Your ability to perceive some of those colors is dictated by your physical whereabouts. Each drop in that curtain of liquid water is a tiny prism. They all break white light into distinct beams of red, orange, yellow, green, blue, indigo and purple light. But your eyeballs will never see more than one color per drop (if that). All the others exit the drop at the wrong angle to meet your pupils.
Purple is the lowest color on a rainbow because purple light exits water beads at the sharpest angle: 40 degrees relative to its entry point. Meanwhile, red light — which sits at the top of a rainbow — gets sent back in your general direction at a 42-degree angle.
A key factor here is the location of the antisolar point. This is the spot in the sky — or on the ground — that's exactly 180 degrees away from the sun relative to your perspective. On a bright, sunny day, the head of your shadow marks the antisolar point. Every rainbow is a perfectly circular ring centered around this very spot.
Yet if you're standing at ground level, you won't be able to see the circle's lower half. Indeed, from this vantage point, basically any part of a rainbow that dips below the horizon is rendered invisible. One of the reasons for this is that the close proximity of Earth's surface limits the amount and concentration of raindrops within your line of sight.
As such, the percentage of a rainbow that's visible to most people is directly correlated with the sun's position. When our solar neighbor is just barely peeking over the horizon, the antisolar point will be fairly high up, affording you the chance to see a much bigger rainbow than you would when the sun climbs higher.
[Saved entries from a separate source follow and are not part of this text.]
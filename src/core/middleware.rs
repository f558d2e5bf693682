use crate::core::error::AppError;
use axum::{
    extract::Request,
    http::{header, HeaderValue, StatusCode},
    middleware::Next,
    response::{IntoResponse, Response},
};
use base64::prelude::*;
use std::sync::Arc;
use std::time::Duration;
use tower_http::cors::{AllowOrigin, Any, CorsLayer};
use tower_http::request_id::{MakeRequestId, RequestId};
use tower_http::timeout::TimeoutLayer;
use tracing::Span;
use uuid::Uuid;

/// Request ID generator using UUID v7 (time-ordered)
#[derive(Clone, Copy)]
pub struct MakeRequestUuid;

impl MakeRequestId for MakeRequestUuid {
    fn make_request_id<B>(&mut self, _request: &axum::http::Request<B>) -> Option<RequestId> {
        let id = Uuid::now_v7().to_string();
        HeaderValue::from_str(&id).ok().map(RequestId::new)
    }
}

/// Custom MakeSpan that includes request_id in the tracing span
#[derive(Clone, Debug)]
pub struct MakeSpanWithRequestId;

impl<B> tower_http::trace::MakeSpan<B> for MakeSpanWithRequestId {
    fn make_span(&mut self, request: &axum::http::Request<B>) -> Span {
        let request_id = request
            .headers()
            .get("x-request-id")
            .and_then(|v| v.to_str().ok())
            .unwrap_or("-");

        tracing::info_span!(
            "request",
            method = %request.method(),
            uri = %request.uri(),
            request_id = %request_id,
        )
    }
}

pub fn cors_layer(allowed_origins: Vec<String>) -> CorsLayer {
    let cors = CorsLayer::new()
        .allow_methods(Any)
        .allow_headers(Any);

    // If origins list contains "*", allow any origin
    if allowed_origins.iter().any(|o| o == "*") {
        cors.allow_origin(Any)
    } else {
        let origins: Vec<HeaderValue> = allowed_origins
            .iter()
            .filter_map(|o| o.parse().ok())
            .collect();
        cors.allow_origin(AllowOrigin::list(origins))
    }
}

/// Requests running past `timeout` get 408 Request Timeout
pub fn timeout_layer(timeout: Duration) -> TimeoutLayer {
    TimeoutLayer::with_status_code(StatusCode::REQUEST_TIMEOUT, timeout)
}

/// Turns a handler panic into the regular JSON failure body
pub fn panic_response(err: Box<dyn std::any::Any + Send + 'static>) -> Response {
    let detail = if let Some(s) = err.downcast_ref::<String>() {
        s.clone()
    } else if let Some(s) = err.downcast_ref::<&str>() {
        s.to_string()
    } else {
        "unknown panic".to_string()
    };

    AppError::Internal(format!("Handler panicked: {}", detail)).into_response()
}

pub fn basic_auth_middleware(
    valid_credentials: Arc<String>,
) -> impl Fn(
    Request,
    Next,
)
    -> std::pin::Pin<Box<dyn std::future::Future<Output = Result<Response, Response>> + Send>>
       + Clone {
    move |req: Request, next: Next| {
        let credentials = valid_credentials.clone();
        Box::pin(async move {
            let auth_header = req
                .headers()
                .get(header::AUTHORIZATION)
                .and_then(|header| header.to_str().ok());

            if let Some(encoded) = auth_header.and_then(|h| h.strip_prefix("Basic ")) {
                let decoded = BASE64_STANDARD
                    .decode(encoded)
                    .ok()
                    .and_then(|bytes| String::from_utf8(bytes).ok());
                if decoded.as_deref() == Some(credentials.as_str()) {
                    return Ok(next.run(req).await);
                }
            }

            Err((
                StatusCode::UNAUTHORIZED,
                [(header::WWW_AUTHENTICATE, "Basic realm=\"Swagger UI\"")],
                "Unauthorized",
            )
                .into_response())
        })
    }
}

#[cfg(test)]
mod tests {
    use super::*;
    use axum::{middleware::from_fn, routing::get, Router};
    use axum_test::TestServer;

    fn docs_router() -> Router {
        Router::new()
            .route("/docs", get(|| async { "docs" }))
            .layer(from_fn(basic_auth_middleware(Arc::new(
                "admin:secret".to_string(),
            ))))
    }

    #[tokio::test]
    async fn test_basic_auth_rejects_missing_credentials() {
        let server = TestServer::new(docs_router()).unwrap();

        let response = server.get("/docs").await;

        response.assert_status(StatusCode::UNAUTHORIZED);
        assert_eq!(
            response.header(header::WWW_AUTHENTICATE),
            "Basic realm=\"Swagger UI\""
        );
    }

    #[tokio::test]
    async fn test_basic_auth_accepts_valid_credentials() {
        let server = TestServer::new(docs_router()).unwrap();
        let encoded = BASE64_STANDARD.encode("admin:secret");

        let response = server
            .get("/docs")
            .add_header(
                header::AUTHORIZATION,
                HeaderValue::from_str(&format!("Basic {}", encoded)).unwrap(),
            )
            .await;

        response.assert_status_ok();
        response.assert_text("docs");
    }

    #[tokio::test]
    async fn test_cors_allows_any_origin_with_wildcard() {
        let app = Router::new()
            .route("/health", get(|| async { "ok" }))
            .layer(cors_layer(vec!["*".to_string()]));
        let server = TestServer::new(app).unwrap();

        let response = server
            .get("/health")
            .add_header(header::ORIGIN, HeaderValue::from_static("https://crew.example"))
            .await;

        response.assert_status_ok();
        assert_eq!(response.header(header::ACCESS_CONTROL_ALLOW_ORIGIN), "*");
    }

    #[tokio::test]
    async fn test_cors_echoes_listed_origin() {
        let app = Router::new()
            .route("/health", get(|| async { "ok" }))
            .layer(cors_layer(vec!["https://crew.example".to_string()]));
        let server = TestServer::new(app).unwrap();

        let response = server
            .get("/health")
            .add_header(header::ORIGIN, HeaderValue::from_static("https://crew.example"))
            .await;

        assert_eq!(
            response.header(header::ACCESS_CONTROL_ALLOW_ORIGIN),
            "https://crew.example"
        );
    }

    #[tokio::test]
    async fn test_slow_request_times_out_with_408() {
        let app = Router::new()
            .route(
                "/slow",
                get(|| async {
                    tokio::time::sleep(Duration::from_millis(500)).await;
                    "late"
                }),
            )
            .layer(timeout_layer(Duration::from_millis(20)));
        let server = TestServer::new(app).unwrap();

        let response = server.get("/slow").await;

        response.assert_status(StatusCode::REQUEST_TIMEOUT);
    }

    #[test]
    fn test_panic_response_is_internal_error() {
        let response = panic_response(Box::new("boom"));
        assert_eq!(response.status(), StatusCode::INTERNAL_SERVER_ERROR);
    }
}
Conversely, if the sun is more than 42 degrees above the horizon, it becomes impossible for ground-based observers to see any portion of a rainbow whatsoever. But when you're soaring in an aircraft, things get more interesting. On rainy or misty days, airplane passengers and pilots occasionally see full circular rainbows. Better yet, in 2013, photographer Colin Leonhardt captured this picture of a circular double rainbow while flying around Australia's Cottesloe Beach.